**Activity**
Pick each line that has "crate" out of the records.

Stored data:
------------------------
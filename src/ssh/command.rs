//! Command execution over SSH
//!
//! Provides the `CommandOutput` struct and the exec-channel collector used
//! by [`SshSession`](super::session::SshSession).

use russh::client::{Handle, Msg};
use russh::{Channel, ChannelMsg};
use tracing::debug;

use super::handler::SshHandler;
use crate::error::{KeySetupError, Result};

/// Output from a command execution
#[derive(Debug, Clone, Default)]
pub struct CommandOutput {
    /// Standard output from the command
    pub stdout: String,

    /// Standard error from the command
    pub stderr: String,

    /// Exit code of the command (if available)
    pub exit_code: Option<u32>,

    /// Signal that terminated the command, if the server reported one
    pub exit_signal: Option<String>,
}

impl CommandOutput {
    /// Create a new empty CommandOutput
    pub fn new() -> Self {
        Self::default()
    }

    /// Check if the command succeeded: exit code 0 and no terminating signal
    pub fn success(&self) -> bool {
        self.exit_code == Some(0) && self.exit_signal.is_none()
    }
}

/// Run `command` on a fresh exec channel and wait for it to finish
pub(crate) async fn exec_on_handle(
    handle: &Handle<SshHandler>,
    command: &str,
) -> Result<CommandOutput> {
    let channel = handle
        .channel_open_session()
        .await
        .map_err(|e| KeySetupError::channel(format!("Failed to open channel: {}", e)))?;

    channel
        .exec(true, command)
        .await
        .map_err(|e| KeySetupError::channel(format!("Failed to exec command: {}", e)))?;

    Ok(collect_channel_output(channel).await)
}

/// Collect output from a channel until it closes
///
/// The exit status may arrive after EOF, so only `Close` ends collection.
async fn collect_channel_output(mut channel: Channel<Msg>) -> CommandOutput {
    let mut output = CommandOutput::new();

    while let Some(msg) = channel.wait().await {
        match msg {
            ChannelMsg::Data { data } => {
                output.stdout.push_str(&String::from_utf8_lossy(&data));
            }
            ChannelMsg::ExtendedData { data, ext } => {
                // ext == 1 is SSH_EXTENDED_DATA_STDERR
                if ext == 1 {
                    output.stderr.push_str(&String::from_utf8_lossy(&data));
                } else {
                    output.stdout.push_str(&String::from_utf8_lossy(&data));
                }
            }
            ChannelMsg::ExitStatus { exit_status } => {
                output.exit_code = Some(exit_status);
            }
            ChannelMsg::ExitSignal {
                signal_name,
                error_message,
                ..
            } => {
                debug!("Command terminated by signal {:?}: {}", signal_name, error_message);
                output.exit_signal = Some(format!("{:?}", signal_name));
            }
            ChannelMsg::Close => break,
            _ => {}
        }
    }

    debug!(
        "Command completed: exit_code={:?}, exit_signal={:?}, stdout_len={}, stderr_len={}",
        output.exit_code,
        output.exit_signal,
        output.stdout.len(),
        output.stderr.len()
    );

    output
}
//! SSH client handler implementation
//!
//! Implements the `russh::client::Handler` trait to handle SSH connection events.

use tracing::debug;

/// SSH client handler for russh
///
/// Accepts every server host key. The session only exists to install a key
/// for the first time, so there is no known_hosts entry to check against yet.
#[derive(Debug, Clone, Default)]
pub struct SshHandler;

impl SshHandler {
    /// Create a new SSH handler
    pub fn new() -> Self {
        Self
    }
}

impl russh::client::Handler for SshHandler {
    type Error = anyhow::Error;

    async fn check_server_key(
        &mut self,
        server_public_key: &russh::keys::PublicKey,
    ) -> Result<bool, Self::Error> {
        debug!(
            "Accepting server host key ({})",
            server_public_key.algorithm().as_str()
        );
        Ok(true)
    }
}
------------------------
**Solution for this task**
use crate::error::{KeySetupError, Result};
pub(crate) async fn exec_on_handle(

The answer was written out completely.